■ Exercise
Search the records for the string "impl", then copy each line that has it.

Data records
//! Orders API module

mod handler;

use axum::{Router, routing::get};

use crate::core::ServerState;

pub fn router() -> Router<ServerState> {
    Router::new().nest("/api/orders", routes())
}

fn routes() -> Router<ServerState> {
    Router::new()
        .route("/", get(handler::list).post(handler::create))
        .route("/{id}", get(handler::get_by_id))
}
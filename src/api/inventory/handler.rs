//! Inventory API Handlers

use axum::{
    Json,
    extract::{Path, Query, State},
};
use rust_decimal::Decimal;
use serde::Deserialize;

use crate::auth::RequireAdmin;
use crate::core::ServerState;
use crate::db::models::{Ingredient, IngredientCreate};
use crate::services::inventory::InventoryDashboard;
use crate::utils::{AppError, AppResult};

/// GET /api/inventory/dashboard - ingredients plus precomputed stats
pub async fn dashboard(
    _admin: RequireAdmin,
    State(state): State<ServerState>,
) -> AppResult<Json<InventoryDashboard>> {
    Ok(Json(state.inventory.get_dashboard().await?))
}

/// GET /api/inventory/ingredients - all ingredients, name ascending
pub async fn list_ingredients(
    _admin: RequireAdmin,
    State(state): State<ServerState>,
) -> AppResult<Json<Vec<Ingredient>>> {
    Ok(Json(state.inventory.get_ingredients().await?))
}

/// GET /api/inventory/ingredients/{id} - one ingredient
pub async fn get_ingredient(
    _admin: RequireAdmin,
    State(state): State<ServerState>,
    Path(id): Path<String>,
) -> AppResult<Json<Ingredient>> {
    let ingredient = state
        .inventory
        .get_ingredient(&id)
        .await?
        .ok_or_else(|| AppError::not_found(format!("Ingredient {id} not found")))?;
    Ok(Json(ingredient))
}

/// POST /api/inventory/ingredients - register an ingredient
pub async fn create_ingredient(
    _admin: RequireAdmin,
    State(state): State<ServerState>,
    Json(payload): Json<IngredientCreate>,
) -> AppResult<Json<Ingredient>> {
    Ok(Json(state.inventory.create_ingredient(payload).await?))
}

#[derive(Debug, Deserialize)]
#[serde(rename_all = "camelCase")]
pub struct SetQuantityRequest {
    pub quantity: Decimal,
}

/// PUT /api/inventory/ingredients/{id}/quantity - stock correction
pub async fn set_quantity(
    _admin: RequireAdmin,
    State(state): State<ServerState>,
    Path(id): Path<String>,
    Json(payload): Json<SetQuantityRequest>,
) -> AppResult<Json<Ingredient>> {
    let ingredient = state.inventory.set_quantity(&id, payload.quantity).await?;
    Ok(Json(ingredient))
}

#[derive(Debug, Deserialize)]
#[serde(rename_all = "camelCase")]
pub struct QuantityUpdate {
    pub id: String,
    pub quantity: Decimal,
}

/// PUT /api/inventory/ingredients - batch stock correction (transactional)
pub async fn batch_set_quantities(
    _admin: RequireAdmin,
    State(state): State<ServerState>,
    Json(payload): Json<Vec<QuantityUpdate>>,
) -> AppResult<Json<Vec<Ingredient>>> {
    let updates: Vec<(String, Decimal)> = payload
        .into_iter()
        .map(|u| (u.id, u.quantity))
        .collect();
    Ok(Json(state.inventory.batch_set_quantities(&updates).await?))
}

#[derive(Debug, Deserialize)]
pub struct NearExpiryQuery {
    #[serde(default = "default_window")]
    pub days: i64,
}

fn default_window() -> i64 {
    7
}

/// GET /api/inventory/near-expiry?days - expiring ingredients, soonest first
pub async fn near_expiry(
    _admin: RequireAdmin,
    State(state): State<ServerState>,
    Query(query): Query<NearExpiryQuery>,
) -> AppResult<Json<Vec<Ingredient>>> {
    Ok(Json(state.inventory.get_near_expiry(query.days).await?))
}
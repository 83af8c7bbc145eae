//! In-process TTL cache

use super::{CacheResult, CacheStore, key_matches};
use async_trait::async_trait;
use std::collections::HashMap;
use std::sync::Arc;
use std::time::{Duration, Instant};
use tokio::sync::RwLock;

struct Entry {
    value: String,
    expires_at: Instant,
}

/// TTL map behind a `tokio` RwLock. Expired entries are dropped lazily on
/// read; there is no background sweeper.
#[derive(Clone)]
pub struct MemoryCache {
    inner: Arc<RwLock<HashMap<String, Entry>>>,
}

impl MemoryCache {
    pub fn new() -> Self {
        Self {
            inner: Arc::new(RwLock::new(HashMap::new())),
        }
    }

    /// Number of live (possibly expired, not yet swept) entries
    #[cfg(test)]
    pub async fn len(&self) -> usize {
        self.inner.read().await.len()
    }
}

impl Default for MemoryCache {
    fn default() -> Self {
        Self::new()
    }
}

#[async_trait]
impl CacheStore for MemoryCache {
    async fn get(&self, key: &str) -> CacheResult<Option<String>> {
        {
            let map = self.inner.read().await;
            match map.get(key) {
                None => return Ok(None),
                Some(entry) if entry.expires_at > Instant::now() => {
                    return Ok(Some(entry.value.clone()));
                }
                Some(_) => {} // expired, fall through to sweep
            }
        }
        let mut map = self.inner.write().await;
        // Re-check under the write lock: a concurrent set may have renewed it
        if let Some(entry) = map.get(key) {
            if entry.expires_at > Instant::now() {
                return Ok(Some(entry.value.clone()));
            }
            map.remove(key);
        }
        Ok(None)
    }

    async fn set(&self, key: &str, value: String, ttl: Duration) -> CacheResult<()> {
        let mut map = self.inner.write().await;
        map.insert(
            key.to_string(),
            Entry {
                value,
                expires_at: Instant::now() + ttl,
            },
        );
        Ok(())
    }

    async fn del(&self, key: &str) -> CacheResult<()> {
        self.inner.write().await.remove(key);
        Ok(())
    }

    async fn del_pattern(&self, pattern: &str) -> CacheResult<()> {
        let mut map = self.inner.write().await;
        map.retain(|key, _| !key_matches(key, pattern));
        Ok(())
    }

    async fn clear(&self) -> CacheResult<()> {
        self.inner.write().await.clear();
        Ok(())
    }
}
/// Exact (case-insensitive) name match first, then substring
fn match_food<'a>(candidates: &'a [FoodItemSummary], name: &str) -> Option<&'a FoodItemSummary> {
    let wanted = name.to_lowercase();
    candidates
        .iter()
        .find(|f| f.name.to_lowercase() == wanted)
        .or_else(|| {
            candidates
                .iter()
                .find(|f| f.name.to_lowercase().contains(&wanted))
        })
}

/// Interpret a `[{"foodName", "reason"}]` model answer
fn picks_from_value(
    value: &Value,
    candidates: &[FoodItemSummary],
    cap: usize,
    default_reason: &str,
) -> Vec<Suggestion> {
    let entries = match value {
        Value::Array(entries) => entries.clone(),
        other => vec![other.clone()],
    };

    let mut picks: Vec<Suggestion> = Vec::new();
    for entry in entries.iter().take(cap) {
        let Some(name) = entry.get("foodName").and_then(Value::as_str) else {
            continue;
        };
        let Some(food) = match_food(candidates, name) else {
            continue;
        };
        if picks.iter().any(|s| s.food_id == food.id) {
            continue;
        }
        let reason = entry
            .get("reason")
            .and_then(Value::as_str)
            .unwrap_or(default_reason);
        picks.push(to_suggestion(food, reason));
    }
    picks
}

/// Top up short pick lists from the candidate pool, skipping duplicates
fn fill_from(
    picks: &mut Vec<Suggestion>,
    candidates: &[FoodItemSummary],
    target: usize,
    reason: &str,
) {
    for food in candidates {
        if picks.len() >= target {
            break;
        }
        if picks.iter().any(|s| s.food_id == food.id) {
            continue;
        }
        picks.push(to_suggestion(food, reason));
    }
}

// ========== Prompts ==========

fn menu_lines(candidates: &[FoodItemSummary]) -> String {
    let mut out = String::new();
    for food in candidates {
        let _ = writeln!(out, "- {}: {} - {}", food.name, food.description, food.price);
    }
    out
}

fn pairing_prompt(food: &FoodItem, candidates: &[FoodItemSummary]) -> String {
    format!(
        "You are a food pairing expert. A customer just selected \"{}\" ({}).\n\n\
         Available food items:\n{}\n\
         Suggest ONE food item that pairs exceptionally well with \"{}\".\n\
         Respond in JSON format:\n\
         {{\"foodName\": \"exact name from available items\", \"reason\": \"brief explanation (max 50 words)\"}}",
        food.name,
        food.description,
        menu_lines(candidates),
        food.name
    )
}

fn upsell_prompt(cart: &[FoodItem], candidates: &[FoodItemSummary]) -> String {
    let mut cart_lines = String::new();
    for item in cart {
        let _ = writeln!(cart_lines, "- {} ({})", item.name, item.description);
    }
    format!(
        "You are a restaurant upselling expert. A customer has these items in their cart:\n{}\n\
         Available items to suggest:\n{}\n\
         Suggest 2-3 items that would complement their cart perfectly.\n\
         Return JSON array:\n\
         [{{\"foodName\": \"exact name from available items\", \"reason\": \"brief reason (max 30 words)\"}}]",
        cart_lines,
        menu_lines(candidates)
    )
}

fn menu_prompt(candidates: &[FoodItemSummary], recent: &[Order]) -> String {
    let hour = chrono::Local::now().hour();
    let time_of_day = if hour < 12 {
        "morning"
    } else if hour < 17 {
        "afternoon"
    } else {
        "evening"
    };
    let mut recent_lines = String::new();
    for order in recent {
        let summary: Vec<String> = order
            .items
            .iter()
            .filter_map(|i| {
                i.food_item
                    .as_ref()
                    .map(|f| format!("{}x {}", i.quantity, f.name))
            })
            .collect();
        let _ = writeln!(recent_lines, "{}", summary.join(", "));
    }
    format!(
        "You are a restaurant recommendation system. Suggest 3-5 items from the menu \
         that are perfect for {time_of_day}.\n\n\
         Available menu items:\n{}\n\
         Recent popular orders:\n{}\n\
         Return JSON array:\n\
         [{{\"foodName\": \"exact name from available items\", \"reason\": \"brief reason (max 25 words)\"}}]",
        menu_lines(candidates),
        recent_lines
    )
}

fn next_order_prompt(order: &Order, candidates: &[FoodItemSummary]) -> String {
    let mut ordered_lines = String::new();
    for item in &order.items {
        if let Some(food) = &item.food_item {
            let _ = writeln!(ordered_lines, "{}x {} ({})", item.quantity, food.name, food.description);
        }
    }
    format!(
        "A customer just ordered:\n{}\n\
         Available items for next order:\n{}\n\
         Suggest 2-3 items they might like for their next order.\n\
         Return JSON array:\n\
         [{{\"foodName\": \"exact name from available items\", \"reason\": \"brief reason (max 30 words)\"}}]",
        ordered_lines,
        menu_lines(candidates)
    )
}

fn screening_prompt(order: &Order, foods: &[FoodItem]) -> String {
    let mut order_lines = String::new();
    for item in &order.items {
        if let Some(food) = &item.food_item {
            let _ = writeln!(order_lines, "{}x {}", item.quantity, food.name);
        }
    }
    let mut usage_lines = String::new();
    for food in foods {
        for requirement in &food.ingredients {
            let ing = &requirement.ingredient;
            let _ = writeln!(
                usage_lines,
                "- {} uses {}{} of {} (current stock: {}{}, threshold: {}{})",
                food.name,
                requirement.qty_required,
                ing.unit,
                ing.name,
                ing.quantity,
                ing.unit,
                ing.threshold,
                ing.unit
            );
        }
    }
    format!(
        "After this order was placed, analyze ingredient impact:\n\n\
         Order items:\n{order_lines}\n\
         Ingredient usage per item:\n{usage_lines}\n\
         Generate alerts if any thresholds are breached or anomalies detected. Return JSON array:\n\
         [{{\"type\": \"LOW_STOCK\" | \"NEAR_EXPIRY\" | \"RAPID_DEPLETION\" | \"CONSUMPTION_ANOMALY\", \
         \"severity\": \"LOW\" | \"MEDIUM\" | \"HIGH\" | \"CRITICAL\", \
         \"title\": \"Alert title\", \"message\": \"Detailed message\", \"ingredientName\": \"ingredient name\"}}]"
    )
}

■ Expected answer
impl MemoryCache {
impl Default for MemoryCache {
impl CacheStore for MemoryCache {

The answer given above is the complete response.